Collected data:

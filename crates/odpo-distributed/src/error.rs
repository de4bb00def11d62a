//! Errors raised by the ring transport and the collectives built on it.

use std::net::SocketAddr;
use std::time::Duration;

use thiserror::Error;

/// Failure of a collective or of the links underneath it.
#[derive(Error, Debug)]
pub enum DistributedError {
    /// Socket failure on an established link.
    #[error("IO error: {0}")]
    Io(#[from] std::io::Error),

    /// The previous rank never connected.
    #[error("no connection from the previous rank on {0} within {1:?}")]
    ConnectionTimeout(SocketAddr, Duration),

    /// The next rank refused every connection attempt.
    #[error("gave up connecting to {addr} after {max_retries} attempts")]
    MaxRetriesExceeded { addr: SocketAddr, max_retries: u32 },

    /// Broadcast source outside `0..world_size`.
    #[error("root rank {root} does not exist in a world of {world_size}")]
    InvalidRoot { root: usize, world_size: usize },

    /// A peer sent a frame of unexpected size.
    #[error("protocol error: {0}")]
    Protocol(String),

    /// Bad node list or rank.
    #[error("configuration error: {0}")]
    Config(String),

    /// The async runtime backing the blocking collective failed.
    #[error("runtime error: {0}")]
    Runtime(String),
}

/// Result of a distributed operation.
pub type DistributedResult<T> = Result<T, DistributedError>;
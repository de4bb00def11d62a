//! Ring all-reduce and ring broadcast over [`TcpTransport`].

use crate::{
    config::DistributedConfig,
    error::DistributedError,
    transport::{TcpTransport, TransportReceiver, TransportSender},
    DistributedBackend,
};
use anyhow::Result;
use async_trait::async_trait;
use tokio::sync::Mutex;

/// Backend connecting all workers in a single TCP ring.
pub struct RingBackend {
    rank: usize,
    world_size: usize,
    sender: Mutex<TransportSender>,
    receiver: Mutex<TransportReceiver>,
}

impl RingBackend {
    /// Connect to the ring described by `config`.
    pub async fn new(config: DistributedConfig) -> Result<Self> {
        config.validate()?;
        let (sender, receiver) = TcpTransport::connect(&config).await?;
        Ok(Self {
            rank: config.rank,
            world_size: config.world_size(),
            sender: Mutex::new(sender),
            receiver: Mutex::new(receiver),
        })
    }

    /// Element range of chunk `idx` when `len` elements are split over the ring.
    fn chunk_range(&self, len: usize, idx: usize) -> std::ops::Range<usize> {
        let chunk_size = len / self.world_size;
        let remainder = len % self.world_size;
        let start = idx * chunk_size + idx.min(remainder);
        let end = start + chunk_size + usize::from(idx < remainder);
        start..end
    }
}

#[async_trait]
impl DistributedBackend for RingBackend {
    fn rank(&self) -> usize {
        self.rank
    }

    fn world_size(&self) -> usize {
        self.world_size
    }

    async fn all_reduce(&self, buffer: &mut [f32]) -> Result<()> {
        if self.world_size == 1 {
            return Ok(());
        }
        let len = buffer.len();
        let ws = self.world_size;

        let mut sender = self.sender.lock().await;
        let mut receiver = self.receiver.lock().await;
        let mut recv_buf = vec![0f32; len / ws + 1];

        // Scatter-reduce: after ws - 1 rounds chunk (rank + 1) % ws holds the full sum.
        let mut send_idx = self.rank;
        let mut recv_idx = (self.rank + ws - 1) % ws;
        for _ in 0..ws - 1 {
            let send_range = self.chunk_range(len, send_idx);
            let recv_range = self.chunk_range(len, recv_idx);
            let outgoing = buffer[send_range].to_vec();
            let incoming = &mut recv_buf[..recv_range.len()];

            tokio::try_join!(
                sender.send(bytemuck::cast_slice(&outgoing[..])),
                receiver.recv(bytemuck::cast_slice_mut(&mut *incoming))
            )?;

            for (dst, src) in buffer[recv_range].iter_mut().zip(incoming.iter()) {
                *dst += *src;
            }

            send_idx = recv_idx;
            recv_idx = (recv_idx + ws - 1) % ws;
        }

        // All-gather: circulate the reduced chunks.
        send_idx = (self.rank + 1) % ws;
        recv_idx = self.rank;
        for _ in 0..ws - 1 {
            let send_range = self.chunk_range(len, send_idx);
            let recv_range = self.chunk_range(len, recv_idx);
            let outgoing = buffer[send_range].to_vec();
            let incoming = &mut recv_buf[..recv_range.len()];

            tokio::try_join!(
                sender.send(bytemuck::cast_slice(&outgoing[..])),
                receiver.recv(bytemuck::cast_slice_mut(&mut *incoming))
            )?;

            buffer[recv_range].copy_from_slice(incoming);

            send_idx = recv_idx;
            recv_idx = (recv_idx + ws - 1) % ws;
        }

        Ok(())
    }

    async fn broadcast(&self, buffer: &mut [u8], root: usize) -> Result<()> {
        if root >= self.world_size {
            return Err(DistributedError::InvalidRoot {
                root,
                world_size: self.world_size,
            }
            .into());
        }
        if self.world_size == 1 {
            return Ok(());
        }

        let next = (self.rank + 1) % self.world_size;
        if self.rank != root {
            self.receiver.lock().await.recv(buffer).await?;
        }
        if next != root {
            self.sender.lock().await.send(buffer).await?;
        }
        Ok(())
    }

    async fn barrier(&self) -> Result<()> {
        let mut token = [0f32; 1];
        self.all_reduce(&mut token).await
    }
}
//! Core trait definitions.

use crate::{InspectionTable, RunInfo, UpdateMetrics};

/// Receiver for training telemetry.
///
/// All hooks default to no-ops. The trainer only invokes callbacks on the
/// main process, so implementations never need to deduplicate across ranks.
pub trait TrainingCallback: Send {
    /// Called once before the first update.
    fn on_train_start(&mut self, _run: &RunInfo) {}

    /// Called after every update step with the reduced metrics.
    fn on_update_end(&mut self, _update: usize, _metrics: &UpdateMetrics) {}

    /// Called whenever the evaluation sampler produced a table.
    fn on_eval_table(&mut self, _update: usize, _table: &InspectionTable) {}

    /// Called once after the last update.
    fn on_train_end(&mut self) {}
}
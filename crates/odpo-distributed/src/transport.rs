//! TCP transport for the worker ring.
//!
//! Every worker holds one outgoing stream to its successor and one incoming
//! stream from its predecessor. Frames are length-prefixed so a receiver can
//! reject a peer that disagrees about the payload size.

use crate::config::DistributedConfig;
use crate::error::{DistributedError, DistributedResult};
use anyhow::Result;
use std::net::SocketAddr;
use std::time::Duration;
use tokio::io::{AsyncReadExt, AsyncWriteExt};
use tokio::net::tcp::{OwnedReadHalf, OwnedWriteHalf};
use tokio::net::{TcpListener, TcpStream};
use tokio::time::timeout;
use tracing::{debug, info, warn};

const INITIAL_BACKOFF_MS: u64 = 100;
const MAX_BACKOFF_MS: u64 = 5000;

/// Sending half: the stream to the next worker.
pub struct TransportSender {
    stream: OwnedWriteHalf,
}

/// Receiving half: the stream from the previous worker.
pub struct TransportReceiver {
    stream: OwnedReadHalf,
}

impl TransportSender {
    /// Send one length-prefixed frame.
    pub async fn send(&mut self, data: &[u8]) -> Result<()> {
        let header = (data.len() as u32).to_le_bytes();
        self.stream.write_all(&header).await?;
        self.stream.write_all(data).await?;
        Ok(())
    }
}

impl TransportReceiver {
    /// Receive one frame into `buffer`, which must match the frame size exactly.
    pub async fn recv(&mut self, buffer: &mut [u8]) -> Result<()> {
        let mut header = [0u8; 4];
        self.stream.read_exact(&mut header).await?;
        let announced = u32::from_le_bytes(header) as usize;
        if announced != buffer.len() {
            return Err(DistributedError::Protocol(format!(
                "peer announced a {announced}-byte frame, expected {}",
                buffer.len()
            ))
            .into());
        }

        self.stream.read_exact(buffer).await?;
        Ok(())
    }
}

/// Ring links over TCP.
pub struct TcpTransport;

impl TcpTransport {
    /// Join the ring: dial the successor while accepting the predecessor.
    pub async fn connect(config: &DistributedConfig) -> Result<(TransportSender, TransportReceiver)> {
        let listen_addr = config.local_addr();
        let listener = TcpListener::bind(listen_addr).await?;
        info!(rank = config.rank, %listen_addr, "Waiting for ring predecessor");

        let successor = config.nodes[config.next_rank()];
        let accept_within = Duration::from_millis(config.connection_timeout_ms);

        let (outgoing, incoming) = tokio::try_join!(
            dial(successor, config.max_retries),
            accept(&listener, listen_addr, accept_within),
        )?;

        let (_, write_half) = outgoing.into_split();
        let (read_half, _) = incoming.into_split();
        Ok((
            TransportSender { stream: write_half },
            TransportReceiver { stream: read_half },
        ))
    }
}

/// Connect to `addr`, backing off exponentially while it is not listening yet.
async fn dial(addr: SocketAddr, max_retries: u32) -> DistributedResult<TcpStream> {
    for attempt in 0..max_retries {
        match TcpStream::connect(addr).await {
            Ok(stream) => {
                disable_nagle(&stream);
                info!(%addr, attempt, "Connected to ring successor");
                return Ok(stream);
            }
            Err(e) => {
                if attempt == 0 {
                    debug!(%addr, error = %e, "Successor not up yet");
                }
                let shift = (attempt + 1).min(6);
                let delay = (INITIAL_BACKOFF_MS << shift).min(MAX_BACKOFF_MS);
                tokio::time::sleep(Duration::from_millis(delay)).await;
            }
        }
    }
    Err(DistributedError::MaxRetriesExceeded { addr, max_retries })
}

async fn accept(
    listener: &TcpListener,
    listen_addr: SocketAddr,
    within: Duration,
) -> DistributedResult<TcpStream> {
    let (stream, peer) = timeout(within, listener.accept())
        .await
        .map_err(|_| DistributedError::ConnectionTimeout(listen_addr, within))??;
    disable_nagle(&stream);
    info!(%peer, "Accepted ring predecessor");
    Ok(stream)
}

fn disable_nagle(stream: &TcpStream) {
    if let Err(e) = stream.set_nodelay(true) {
        warn!(error = %e, "Could not set TCP_NODELAY");
    }
}

#[cfg(test)]
pub(crate) mod tests {
    use super::*;

    /// Reserve `n` free loopback addresses.
    pub(crate) fn free_addrs(n: usize) -> Vec<SocketAddr> {
        let listeners: Vec<_> = (0..n)
            .map(|_| std::net::TcpListener::bind("127.0.0.1:0").unwrap())
            .collect();
        listeners.iter().map(|l| l.local_addr().unwrap()).collect()
    }

    #[tokio::test]
    async fn test_two_node_frames() {
        let nodes = free_addrs(2);
        let a = DistributedConfig::new(nodes.clone(), 0);
        let b = DistributedConfig::new(nodes, 1);

        let (ra, rb) = tokio::join!(TcpTransport::connect(&a), TcpTransport::connect(&b));
        let (mut send_a, mut recv_a) = ra.unwrap();
        let (mut send_b, mut recv_b) = rb.unwrap();

        send_a.send(b"ping").await.unwrap();
        let mut buf = [0u8; 4];
        recv_b.recv(&mut buf).await.unwrap();
        assert_eq!(&buf, b"ping");

        send_b.send(b"pong!").await.unwrap();
        let mut wrong = [0u8; 4];
        assert!(recv_a.recv(&mut wrong).await.is_err());
    }
}
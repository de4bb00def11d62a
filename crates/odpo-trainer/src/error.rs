//! Error type for the online DPO trainer.

use mlx_rs::error::Exception;
use odpo_core::OdpoError;

/// Error type for online DPO training.
#[derive(Debug, thiserror::Error)]
pub enum OnlineDpoError {
    /// MLX error.
    #[error("MLX error: {0}")]
    Mlx(#[from] Exception),
    /// Configuration error.
    #[error("Configuration error: {0}")]
    Config(String),
    /// Invalid tensor shape or batch composition.
    #[error("Shape error: {0}")]
    Shape(String),
    /// Core error (layout, config parsing, serialization).
    #[error(transparent)]
    Core(#[from] OdpoError),
    /// Collective operation failed on this or a peer worker.
    #[error("Collective error: {0}")]
    Collective(#[from] anyhow::Error),
    /// IO error.
    #[error("IO error: {0}")]
    Io(#[from] std::io::Error),
}

/// Result type for online DPO operations.
pub type OnlineDpoResult<T> = std::result::Result<T, OnlineDpoError>;
//! Per-token log probabilities and response masking.
//!
//! Every response row in a rollout has the same padded length. A position `p`
//! is valid iff `p <= sequence_length`; invalid positions carry
//! [`INVALID_LOGPROB`] and never contribute to a sum.

use mlx_rs::error::Exception;
use mlx_rs::ops::indexing::argmax_axis;
use mlx_rs::ops::{arange, concatenate_axis};
use mlx_rs::{Array, Dtype};

/// Sentinel written into masked logprob positions.
///
/// Identical on the policy and the reference side, so masked positions cancel
/// in `logprobs - ref_logprobs`.
pub const INVALID_LOGPROB: f32 = 1.0;

/// Offset added to the sampling temperature before dividing logits.
pub const TEMPERATURE_EPS: f32 = 1e-7;

/// Log probability of `tokens` under `logits`.
///
/// Equivalent to `log_softmax(logits, -1).take_along_axis(tokens, -1)` but
/// gathers first and subtracts the logsumexp, so the full `[B, T, V]` log
/// softmax is never materialized.
///
/// # Arguments
/// * `logits` - `[B, T, V]`
/// * `tokens` - `[B, T]` token ids
///
/// # Returns
/// `[B, T]` log probabilities as `Float32`.
pub fn gather_logprobs(logits: &Array, tokens: &Array) -> Result<Array, Exception> {
    let indices = tokens.as_dtype(Dtype::Int32)?.expand_dims(-1i32)?;
    let selected = logits.take_along_axis(&indices, -1)?;
    let lse = logits.logsumexp_axis(-1, true)?;
    selected
        .subtract(&lse)?
        .squeeze_axes(&[-1i32])?
        .as_dtype(Dtype::Float32)
}

/// Per row, the index of the first `true` in `bools` (`[B, T]`), or `T` when
/// the row has none.
pub fn first_true_indices(bools: &Array) -> Result<Array, Exception> {
    let rows = bools.dim(0);
    let hits = bools.as_dtype(Dtype::Int32)?;
    // A trailing always-true column makes argmax land on T for empty rows.
    let sentinel = Array::ones::<i32>(&[rows, 1])?;
    let padded = concatenate_axis(&[&hits, &sentinel], 1)?;
    argmax_axis(&padded, 1, None)?.as_dtype(Dtype::Int32)
}

/// Replace every token after the first `stop_token_id` with `pad_token_id`.
///
/// The stop token itself is kept. Without a stop token the responses are
/// returned unchanged.
pub fn truncate_response(
    stop_token_id: Option<i32>,
    pad_token_id: i32,
    responses: &Array,
) -> Result<Array, Exception> {
    let Some(stop) = stop_token_id else {
        return Ok(responses.clone());
    };
    let trunc_idx = first_true_indices(&responses.eq(&Array::from_int(stop))?)?;
    let positions = arange::<_, i32>(0, responses.dim(1), None)?.expand_dims(0i32)?;
    let after_stop = positions.gt(&trunc_idx.expand_dims(-1i32)?)?;
    mlx_rs::ops::r#where(
        &after_stop,
        &Array::from_int(pad_token_id).as_dtype(responses.dtype())?,
        responses,
    )
}

/// Index of the last valid token of each post-truncation response.
///
/// `first_true_indices(responses == pad) - 1`, so a row without padding has
/// length `T - 1` and every position valid.
pub fn sequence_lengths(responses: &Array, pad_token_id: i32) -> Result<Array, Exception> {
    let first_pad = first_true_indices(&responses.eq(&Array::from_int(pad_token_id))?)?;
    first_pad.subtract(&Array::from_int(1))
}

/// `[B, T]` mask that is true at positions past each row's sequence length.
pub fn padding_mask(sequence_lengths: &Array, response_length: i32) -> Result<Array, Exception> {
    let positions = arange::<_, i32>(0, response_length, None)?.expand_dims(0i32)?;
    positions.gt(&sequence_lengths.expand_dims(-1i32)?)
}

/// Write `value` wherever `mask` is true.
pub fn masked_fill(values: &Array, mask: &Array, value: f32) -> Result<Array, Exception> {
    mlx_rs::ops::r#where(mask, &Array::from_f32(value), values)
}

/// Row sums of `values` over the positions where `mask` is false.
pub fn masked_sum(values: &Array, mask: &Array) -> Result<Array, Exception> {
    let keep = mlx_rs::ops::r#where(mask, &Array::from_f32(0.0), &Array::from_f32(1.0))?;
    values.multiply(&keep)?.sum_axes(&[1i32], false)
}

#[cfg(test)]
mod tests {
    use super::*;

    fn ints(a: &Array) -> Vec<i32> {
        a.eval().unwrap();
        a.as_slice::<i32>().to_vec()
    }

    #[test]
    fn test_gather_matches_full_log_softmax() {
        let logits_data: Vec<f32> = vec![
            1.0, 2.0, 3.0, 4.0, 5.0, //
            5.0, 4.0, 3.0, 2.0, 1.0, //
            0.0, 0.0, 0.0, 0.0, 0.0, //
        ];
        let logits = Array::from_slice(&logits_data, &[1, 3, 5]);
        let tokens = Array::from_slice(&[2i32, 0, 4], &[1, 3]);

        let lp = gather_logprobs(&logits, &tokens).unwrap();
        lp.eval().unwrap();
        assert_eq!(lp.shape(), &[1, 3]);

        let full = mlx_rs::nn::log_softmax(&logits, -1).unwrap();
        full.eval().unwrap();
        let full: &[f32] = full.as_slice();
        let lp: &[f32] = lp.as_slice();

        assert!((lp[0] - full[2]).abs() < 1e-5);
        assert!((lp[1] - full[5]).abs() < 1e-5);
        assert!((lp[2] - (1.0f32 / 5.0).ln()).abs() < 1e-5);
    }

    #[test]
    fn test_gather_large_logits_finite() {
        let logits = Array::from_slice(&[1e7_f32, 1e7 + 1.0, 1e7 - 1.0], &[1, 1, 3]);
        let tokens = Array::from_slice(&[0i32], &[1, 1]);
        let lp = gather_logprobs(&logits, &tokens).unwrap();
        lp.eval().unwrap();
        let v: &[f32] = lp.as_slice();
        assert!(v[0].is_finite());
        assert!(v[0] <= 0.0);
    }

    #[test]
    fn test_first_true_indices() {
        let bools = Array::from_slice(
            &[false, true, true, false, false, false, true, false, false, false, false, true],
            &[3, 4],
        );
        assert_eq!(ints(&first_true_indices(&bools).unwrap()), vec![1, 4, 3]);
    }

    #[test]
    fn test_truncate_keeps_stop_token() {
        let responses = Array::from_slice(&[5i32, 2, 7, 8, 2, 9, 9, 9, 4, 4, 4, 4], &[3, 4]);
        let out = truncate_response(Some(2), 0, &responses).unwrap();
        assert_eq!(ints(&out), vec![5, 2, 0, 0, 2, 0, 0, 0, 4, 4, 4, 4]);
    }

    #[test]
    fn test_truncate_without_stop_token_is_identity() {
        let responses = Array::from_slice(&[5i32, 2, 7, 8], &[1, 4]);
        let out = truncate_response(None, 0, &responses).unwrap();
        assert_eq!(ints(&out), vec![5, 2, 7, 8]);
    }

    #[test]
    fn test_sequence_lengths_and_padding_mask() {
        let post = Array::from_slice(&[5i32, 2, 0, 0, 3, 3, 3, 3], &[2, 4]);
        let lens = sequence_lengths(&post, 0).unwrap();
        assert_eq!(ints(&lens), vec![1, 3]);

        let mask = padding_mask(&lens, 4).unwrap();
        mask.eval().unwrap();
        let m: &[bool] = mask.as_slice();
        assert_eq!(m, &[false, false, true, true, false, false, false, false]);
    }

    #[test]
    fn test_masked_positions_hold_sentinel_and_are_excluded() {
        let values = Array::from_slice(&[-1.0f32, -2.0, -3.0, -4.0], &[1, 4]);
        let mask = Array::from_slice(&[false, false, true, true], &[1, 4]);

        let filled = masked_fill(&values, &mask, INVALID_LOGPROB).unwrap();
        filled.eval().unwrap();
        assert_eq!(filled.as_slice::<f32>(), &[-1.0, -2.0, 1.0, 1.0]);

        let total = masked_sum(&filled, &mask).unwrap();
        total.eval().unwrap();
        assert_eq!(total.as_slice::<f32>(), &[-3.0]);
    }
}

▶ What you are asked to do:
Only lines holding the string "Called" are wanted; gather each one from the entries above.

▶ Answer for the task:
    /// Called once before the first update.
    /// Called after every update step with the reduced metrics.
    /// Called whenever the evaluation sampler produced a table.
    /// Called once after the last update.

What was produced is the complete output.